Name: 0, dtype: object

Now we will add it to the end of the overview, so that we can build a vectorized matrix from a single column.

In [66]:
def append_genres(df):
    return ' '.join([str(df['overview']), str(df['genres_cleaned'])])

In [67]:
# append genre to end of overview
data_raw['overview_final'] = data_raw.apply(append_genres, axis = 1)

In [68]:
data_raw['overview_final'].values[400]

"Starts off in the 15th century, with Connor McLeod (Christopher Lambert) training with another immortal swordsman, the Japanese sorcerer Nakano (Mako). When an evil immortal named Kane (Mario Van Peebles) kills the old wizard, the resulting battle leaves him buried in an underground cave. When Kane resurfaces in the 20th century to create havoc, it's up to McLeod to stop him. Action Fantasy Science Fiction"

### Vectorize

Now we will use Sklearn's TFIDF-Vectorizer on the overview_final column.

In [69]:
from sklearn.feature_extraction.text import TfidfVectorizer

# instatiate object and remove stop words

tfidf = TfidfVectorizer(stop_words = 'english')

tfidf_mat = tfidf.fit_transform(data_raw['overview_final'])

Let's look at the shape of this matrix. Rows represent movies, columns represent words that describe the movie

In [70]:
tfidf_mat.shape

(45432, 75827)

Now we can find the cosine similarity score by using the dot product.

In [71]:
from sklearn.metrics.pairwise import cosine_similarity


cos_similarity = cosine_similarity(tfidf_mat, tfidf_mat)

In [72]:
movie_data = data_raw[['title', 'overview_final', 'id']]

The functions below will create the recommendations. We will take the top rated movies for a ranodm user, and see what the model recommends.

In [73]:
def because_you_watched(movies):
    # get 3 top rated movies for a person
    for movie in movies:
        print('===========================================\n')
        print('Because you liked "{}" ... you may enjoy:'.format(movie))
        movie_names = top_5_similar(movie)
        for name in movie_names:
            print(name)
        print('\n===========================================\n')

def top_5_similar(movie):
    # get index of movie
    movie_index = movie_data[movie_data['title'] == movie].index[0]
    # get the row that corresponds to that movie in cosine similarity matrix
    row_of_interest = list(enumerate(cos_similarity[movie_index].reshape(-1)))
    # sort movies
    similar_movies_sorted = sorted(row_of_interest, key = lambda x: x[1], reverse = True)
    # top 5
    the_most_similar = similar_movies_sorted[1:6]
    # return movie names
    return [movie_data.iloc[idx]['title'] for idx, _ in the_most_similar]

In [77]:
user_test = ratings_df[ratings_df['userId'] == 6].merge(data_raw[['id','title']], left_on = 'movieId', right_on = 'id', how = 'inner')
user_favorite_movies = user_test.sort_values(by = 'rating')['title'].iloc[:2].values
user_favorite_movies

array(['Star Wars', 'Joe Versus the Volcano'], dtype=object)

In [78]:
because_you_watched(user_favorite_movies)

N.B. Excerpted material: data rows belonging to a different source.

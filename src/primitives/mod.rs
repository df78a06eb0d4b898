//! Low-level primitives for building the storage kernel.
//!
//! Includes the big-endian byte sink/source the page codec writes through
//! and positioned file I/O for the file-backed store.

/// Byte-level encoding helpers.
pub mod bytes;

/// Positioned file I/O.
pub mod io;
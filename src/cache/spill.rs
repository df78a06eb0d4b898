use parking_lot::Mutex;
use rusqlite::{params, Connection, OptionalExtension};
use tempfile::TempDir;
use tracing::{debug, warn};

use crate::page::{NodePage, Page, PageCodec};
use crate::types::{Result, TesseraError};

use super::{PageCache, PageContainer};

/// Persistent second tier backed by a private SQLite file.
///
/// Containers are stored through the page codec. Failures are logged and
/// reported as misses so the cache contract stays infallible.
pub struct SpillCache {
    conn: Mutex<Connection>,
    codec: PageCodec,
    _dir: TempDir,
}

impl SpillCache {
    /// Opens a fresh spill file in a temporary directory.
    pub fn open(codec: PageCodec) -> Result<Self> {
        let dir = tempfile::tempdir()?;
        let path = dir.path().join("spill.db");
        let conn = Connection::open(&path)?;
        conn.pragma_update(None, "synchronous", "OFF")?;
        conn.pragma_update(None, "journal_mode", "MEMORY")?;
        conn.execute(
            "CREATE TABLE IF NOT EXISTS spill (
                bucket INTEGER PRIMARY KEY,
                complete BLOB NOT NULL,
                modified BLOB NOT NULL
            )",
            [],
        )?;
        debug!(path = %path.display(), "cache.spill.open");
        Ok(Self {
            conn: Mutex::new(conn),
            codec,
            _dir: dir,
        })
    }

    fn encode(&self, container: &PageContainer) -> Result<(Vec<u8>, Vec<u8>)> {
        let complete = self.codec.encode(&Page::Node(container.complete().clone()))?;
        let modified = self.codec.encode(&Page::Node(container.modified().clone()))?;
        Ok((complete, modified))
    }

    fn decode_node(&self, bytes: &[u8]) -> Result<NodePage> {
        match self.codec.decode(bytes)? {
            Page::Node(page) => Ok(page),
            other => Err(TesseraError::corruption(format!(
                "spill tier holds a {} page",
                other.kind()
            ))),
        }
    }

    fn try_get(&self, key: u64) -> Result<Option<PageContainer>> {
        let row: Option<(Vec<u8>, Vec<u8>)> = self
            .conn
            .lock()
            .query_row(
                "SELECT complete, modified FROM spill WHERE bucket = ?1",
                params![key as i64],
                |row| Ok((row.get(0)?, row.get(1)?)),
            )
            .optional()?;
        match row {
            Some((complete, modified)) => Ok(Some(PageContainer::new(
                self.decode_node(&complete)?,
                self.decode_node(&modified)?,
            ))),
            None => Ok(None),
        }
    }

    fn try_put(&self, key: u64, container: &PageContainer) -> Result<()> {
        let (complete, modified) = self.encode(container)?;
        self.conn.lock().execute(
            "INSERT OR REPLACE INTO spill (bucket, complete, modified) VALUES (?1, ?2, ?3)",
            params![key as i64, complete, modified],
        )?;
        Ok(())
    }

    fn try_remove(&self, key: u64) -> Result<Option<PageContainer>> {
        let found = self.try_get(key)?;
        if found.is_some() {
            self.conn
                .lock()
                .execute("DELETE FROM spill WHERE bucket = ?1", params![key as i64])?;
        }
        Ok(found)
    }

    /// Number of spilled containers; `0` if the count cannot be read.
    pub fn len(&self) -> usize {
        self.conn
            .lock()
            .query_row("SELECT COUNT(*) FROM spill", [], |row| row.get::<_, i64>(0))
            .map(|n| n as usize)
            .unwrap_or_default()
    }

    /// True if nothing was spilled.
    pub fn is_empty(&self) -> bool {
        self.len() == 0
    }
}

impl PageCache for SpillCache {
    fn get(&self, key: u64) -> Option<PageContainer> {
        self.try_get(key).unwrap_or_else(|err| {
            warn!(key, error = %err, "cache.spill.get_failed");
            None
        })
    }

    fn put(&self, key: u64, container: PageContainer) {
        if let Err(err) = self.try_put(key, &container) {
            warn!(key, error = %err, "cache.spill.put_failed");
        }
    }

    fn remove(&self, key: u64) -> Option<PageContainer> {
        self.try_remove(key).unwrap_or_else(|err| {
            warn!(key, error = %err, "cache.spill.remove_failed");
            None
        })
    }

    fn clear(&self) {
        if let Err(err) = self.conn.lock().execute("DELETE FROM spill", []) {
            warn!(error = %err, "cache.spill.clear_failed");
        }
    }
}

#[cfg(test)]
mod tests {
    use std::sync::Arc;

    use super::*;
    use crate::cache::LruPageCache;
    use crate::page::{PageLayout, Record, SlotEntry};
    use crate::types::BucketNo;

    fn codec() -> PageCodec {
        PageCodec::new(PageLayout {
            fanout: 4,
            bucket_capacity: 4,
        })
    }

    #[test]
    fn spilled_container_comes_back_intact() {
        let spill = SpillCache::open(codec()).unwrap();
        let mut container = PageContainer::fresh(BucketNo(2), 4);
        container.set_entry(3, Some(SlotEntry::Record(Record::new(11, b"eleven".to_vec()))));
        spill.put(2, container.clone());
        assert_eq!(spill.len(), 1);
        assert_eq!(spill.get(2), Some(container.clone()));
        assert_eq!(spill.remove(2), Some(container));
        assert!(spill.is_empty());
    }

    #[test]
    fn lru_overflow_lands_on_disk() {
        let spill = Arc::new(SpillCache::open(codec()).unwrap());
        let cache = LruPageCache::new(2, spill.clone());
        for key in 0..5u64 {
            cache.put(key, PageContainer::fresh(BucketNo(key), 4));
        }
        assert_eq!(spill.len(), 3);
        assert_eq!(cache.get(0), Some(PageContainer::fresh(BucketNo(0), 4)));
        cache.clear();
        assert!(spill.is_empty());
    }
}
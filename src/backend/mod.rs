//! Persistence of encoded pages.
//!
//! A [`Storage`] moves opaque frames to and from a physical store. A
//! [`Backend`] layers the page codec and the byte pipeline on top and hands
//! out [`BackendReader`]s and [`BackendWriter`]s.

use std::sync::Arc;

use tracing::{debug, info};

use crate::config::{StorageKind, StoreOptions};
use crate::page::{deserialize_key, serialize_key, Page, PageCodec, PageKey, UberPage};
use crate::primitives::bytes::{PageSink, PageSource};
use crate::types::{Result, TesseraError};

mod embedded;
mod file;
mod object;
pub mod pipeline;

pub use embedded::EmbeddedStorage;
pub use file::FileStorage;
pub use object::ObjectStorage;
pub use pipeline::{ByteHandler, BytePipeline, SnappyCompression, StreamEncryption};

/// Small named records kept beside the page frames and replaced atomically.
#[derive(Copy, Clone, Debug, PartialEq, Eq, Hash)]
pub enum ControlRecord {
    /// Serialized key of the current uber page.
    UberPointer,
    /// Layout settings written on create.
    Settings,
}

impl ControlRecord {
    /// Stable name of the record inside a store.
    pub fn name(self) -> &'static str {
        match self {
            ControlRecord::UberPointer => "uber",
            ControlRecord::Settings => "settings",
        }
    }
}

/// Physical store of page frames.
pub trait Storage: Send + Sync {
    /// Kind of this store.
    fn kind(&self) -> StorageKind;
    /// Creates whatever files or tables the store needs; idempotent.
    fn initialize(&self) -> Result<()>;
    /// Reads the frame stored under `key`.
    fn read_frame(&self, key: &PageKey) -> Result<Vec<u8>>;
    /// Appends a frame and returns its key.
    fn append_frame(&self, bytes: &[u8]) -> Result<PageKey>;
    /// Reads a control record, `None` if it was never written.
    fn read_control(&self, record: ControlRecord) -> Result<Option<Vec<u8>>>;
    /// Replaces a control record atomically.
    fn write_control(&self, record: ControlRecord, bytes: &[u8]) -> Result<()>;
    /// Makes appended frames durable.
    fn sync(&self) -> Result<()>;
    /// Removes all frames and control records; returns whether anything
    /// existed.
    fn truncate(&self) -> Result<bool>;
    /// Flushes and releases resources.
    fn close(&self) -> Result<()>;
}

/// Opens the store kind selected by `options`.
pub fn open_storage(options: &StoreOptions) -> Result<Arc<dyn Storage>> {
    let storage: Arc<dyn Storage> = match options.storage {
        StorageKind::File => Arc::new(FileStorage::open(&options.path)?),
        StorageKind::Embedded => Arc::new(EmbeddedStorage::open(&options.path)?),
        StorageKind::Object => Arc::new(ObjectStorage::open(&options.path)?),
    };
    storage.initialize()?;
    debug!(kind = ?options.storage, path = %options.path.display(), "backend.storage.open");
    Ok(storage)
}

/// True if a store of the kind selected by `options` was created at its
/// path. Touches nothing on disk.
pub fn storage_exists(options: &StoreOptions) -> Result<bool> {
    let exists = match options.storage {
        StorageKind::File | StorageKind::Object => {
            file::control_path(&options.path, ControlRecord::Settings).try_exists()?
        }
        StorageKind::Embedded => options.path.try_exists()?,
    };
    Ok(exists)
}

/// Codec, pipeline and store bundled together.
#[derive(Clone)]
pub struct Backend {
    storage: Arc<dyn Storage>,
    pipeline: Arc<BytePipeline>,
    codec: Arc<PageCodec>,
}

impl Backend {
    /// Bundles the three layers.
    pub fn new(storage: Arc<dyn Storage>, pipeline: BytePipeline, codec: PageCodec) -> Self {
        Self {
            storage,
            pipeline: Arc::new(pipeline),
            codec: Arc::new(codec),
        }
    }

    /// Underlying store.
    pub fn storage(&self) -> &Arc<dyn Storage> {
        &self.storage
    }

    /// Page codec shared by readers and writers.
    pub fn codec(&self) -> &PageCodec {
        &self.codec
    }

    /// New reader.
    pub fn reader(&self) -> BackendReader {
        BackendReader {
            backend: self.clone(),
        }
    }

    /// New writer.
    pub fn writer(&self) -> BackendWriter {
        BackendWriter {
            backend: self.clone(),
        }
    }

    /// Flushes and releases the store.
    pub fn close(&self) -> Result<()> {
        self.storage.close()?;
        info!(kind = ?self.storage.kind(), "backend.close");
        Ok(())
    }
}

/// Reads and decodes pages.
#[derive(Clone)]
pub struct BackendReader {
    backend: Backend,
}

impl BackendReader {
    /// Reads, inverts and decodes the page under `key`.
    pub fn read(&self, key: &PageKey) -> Result<Page> {
        let frame = self.backend.storage.read_frame(key)?;
        let bytes = self.backend.pipeline.invert(frame)?;
        self.backend.codec.decode(&bytes)
    }

    /// Current uber page, `None` for a store that never committed.
    pub fn read_uber(&self) -> Result<Option<UberPage>> {
        let Some(pointer) = self.backend.storage.read_control(ControlRecord::UberPointer)? else {
            return Ok(None);
        };
        let mut source = PageSource::new(&pointer);
        let key = deserialize_key(&mut source)?
            .ok_or_else(|| TesseraError::corruption("uber pointer holds a null key"))?;
        source.finish()?;
        match self.read(&key)? {
            Page::Uber(uber) => Ok(Some(uber)),
            other => Err(TesseraError::corruption(format!(
                "uber pointer {key} leads to a {} page",
                other.kind()
            ))),
        }
    }
}

/// Encodes and persists pages.
#[derive(Clone)]
pub struct BackendWriter {
    backend: Backend,
}

impl BackendWriter {
    /// Encodes a page and runs it through the pipeline without touching
    /// the store; safe to call from several threads at once.
    pub fn prepare(&self, page: &Page) -> Result<Vec<u8>> {
        let bytes = self.backend.codec.encode(page)?;
        self.backend.pipeline.transform(bytes)
    }

    /// Appends a frame produced by [`BackendWriter::prepare`].
    pub fn write_prepared(&self, frame: &[u8]) -> Result<PageKey> {
        self.backend.storage.append_frame(frame)
    }

    /// Prepares and appends `page`.
    pub fn write(&self, page: &Page) -> Result<PageKey> {
        let frame = self.prepare(page)?;
        self.write_prepared(&frame)
    }

    /// Persists `uber`, makes every frame durable and then swaps the root
    /// pointer to the new page.
    pub fn write_uber_page(&self, uber: &UberPage) -> Result<PageKey> {
        let key = self.write(&Page::Uber(uber.clone()))?;
        self.backend.storage.sync()?;
        let mut sink = PageSink::new();
        serialize_key(&mut sink, Some(&key));
        self.backend
            .storage
            .write_control(ControlRecord::UberPointer, &sink.into_vec())?;
        debug!(%key, revisions = uber.revision_count(), "backend.write_uber_page");
        Ok(key)
    }
}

Because you liked "Star Wars" ... you may enjoy:
The Empire Strikes Back
The Star Wars Holiday Special
Star Wars: The Force Awakens
Return of the Jedi
Mad Dog Time



Because you liked "Joe Versus the Volcano" ... you may enjoy:
The Wild Parrots of Telegraph Hill
Recep İvedik 4
Homeless in America
Meet Wally Sparks
Shuffle




As we can see, the recommendations for the Star Wars movies are pretty great! I imagine it's because the overviews contain the words "Jedi" and "Space" and others. I am not sure how good the recommendations for the second movie are since I am unfamiliar with "Joe Versus the Volcano".

Let's move onto the second model.

## Model 2 - Cast and Crew

Just like the genres, the cast and crew information is stored in a string with the structure of a dictionary. We will parse through the strings and extract the cast and crew information.

I think it will be useful to differentiate when a person is a director versus an actor. So we will append the title of the person before their name for the crew, but leave the name as is for the cast.

In [79]:
class ClassParser:

    def __init__(self):
        self.issue_counter = 0
        self.cast_counter = 0

    def parse_cast(self, cast_str):
        cast_str = cast_str.replace('[','').replace(']','').replace('\'', '\"')
        cast_list = []
        # loop through each dict in string using regex
        for small_dict in re.findall('\{.*?\}', cast_str):
            try:
                item_dict = json.loads(small_dict)
                cast_list.append(item_dict['name'].replace(' ','').upper())
                self.cast_counter += 1
            except:
                self.issue_counter += 1
        return ' '.join(cast_list)

In [85]:
parser = ClassParser()
data_raw['cast_cleaned'] = data_raw['cast'].apply(parser.parse_cast)
data_raw['cast_cleaned'].iloc[0]

'TOMHANKS TIMALLEN DONRICKLES JIMVARNEY WALLACESHAWN JOHNRATZENBERGER ANNIEPOTTS JOHNMORRIS ERIKVONDETTEN LAURIEMETCALF R.LEEERMEY PENNJILLETTE'

Now let's parse the crew information.

In [83]:
class CrewParser:

    def __init__(self):
        self.issue_counter = 0
        self.crew_counter = 0
        self.crew_counter_simple = 0

    def parse_crew_detailed(self, crew_str):
        crew_str = crew_str.replace('[','').replace(']','').replace('\'', '\"')
        crew_list = []
        # loop through each dict in string using regex
        for small_dict in re.findall('\{.*?\}', crew_str):
            try:
                item_dict = json.loads(small_dict)
            except:
                self.issue_counter += 1
            else:
                crew_list.append('_'.join([item_dict['job'].replace(' ','').lower(), item_dict['name'].replace(' ','').upper()]))
                self.crew_counter += 1
        return ' '.join(crew_list)
    
    def parse_crew_simple(self, crew_str):
        crew_str = crew_str.replace('[','').replace(']','').replace('\'', '\"')
        crew_list = []
        # loop through each dict in string using regex
        for small_dict in re.findall('\{.*?\}', crew_str):
            try:
                item_dict = json.loads(small_dict)
            except:
                self.issue_counter += 1
            else:
                crew_list.append(item_dict['name'].replace(' ','').upper())
                self.crew_counter_simple += 1
        return ' '.join(crew_list)

In [86]:
crew_parser = CrewParser()
data_raw['crew_detailed'] = data_raw['crew'].apply(crew_parser.parse_crew_detailed)
data_raw['crew_detailed'].iloc[0]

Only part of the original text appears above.